## Source material:
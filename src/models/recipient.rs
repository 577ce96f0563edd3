//! Notification recipients.

use std::collections::BTreeSet;

use chrono::{DateTime, Utc};
use serde::{Deserialize, Serialize};

use super::{Domain, Record, Tracked};

/// A subscribed recipient and the domains they want to hear about.
#[derive(Debug, Clone, PartialEq, Eq, Serialize, Deserialize)]
pub struct Recipient {
    /// Channel-level address (chat id, user id, ...)
    pub id: String,

    /// Optional display name
    #[serde(default)]
    pub name: Option<String>,

    /// Domains with notifications enabled
    #[serde(default = "all_domains")]
    pub preferences: BTreeSet<Domain>,

    /// News feeds subscribed to; none until opted in
    #[serde(default, skip_serializing_if = "BTreeSet::is_empty")]
    pub feeds: BTreeSet<String>,

    /// When the recipient first made contact
    #[serde(default = "Utc::now")]
    pub registered_at: DateTime<Utc>,
}

fn all_domains() -> BTreeSet<Domain> {
    Domain::ALL.into_iter().collect()
}

impl Recipient {
    /// Create a recipient with every domain enabled.
    pub fn new(id: impl Into<String>, name: Option<String>) -> Self {
        Self {
            id: id.into(),
            name,
            preferences: all_domains(),
            feeds: BTreeSet::new(),
            registered_at: Utc::now(),
        }
    }

    pub fn wants(&self, domain: Domain) -> bool {
        self.preferences.contains(&domain)
    }

    /// Whether this recipient should get `record`: its domain is enabled and,
    /// for news, its feed is subscribed.
    pub fn wants_record(&self, record: &Record) -> bool {
        self.wants(record.domain()) && record.feed().is_none_or(|f| self.feeds.contains(f))
    }

    /// Flip the subscription to one news feed, returning the new state.
    pub fn toggle_feed(&mut self, feed: &str) -> bool {
        if self.feeds.remove(feed) {
            false
        } else {
            self.feeds.insert(feed.to_string());
            true
        }
    }

    /// Flip the preference for a domain, returning the new state.
    pub fn toggle(&mut self, domain: Domain) -> bool {
        if self.preferences.remove(&domain) {
            false
        } else {
            self.preferences.insert(domain);
            true
        }
    }

    /// Human-readable label for logs and listings.
    pub fn label(&self) -> String {
        match &self.name {
            Some(name) => format!("{} ({})", self.id, name),
            None => self.id.clone(),
        }
    }
}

## What is required:
Each line in the data that holds the word "remove" must be copied.

## Reply to the exercise:
        if self.feeds.remove(feed) {
        if self.preferences.remove(&domain) {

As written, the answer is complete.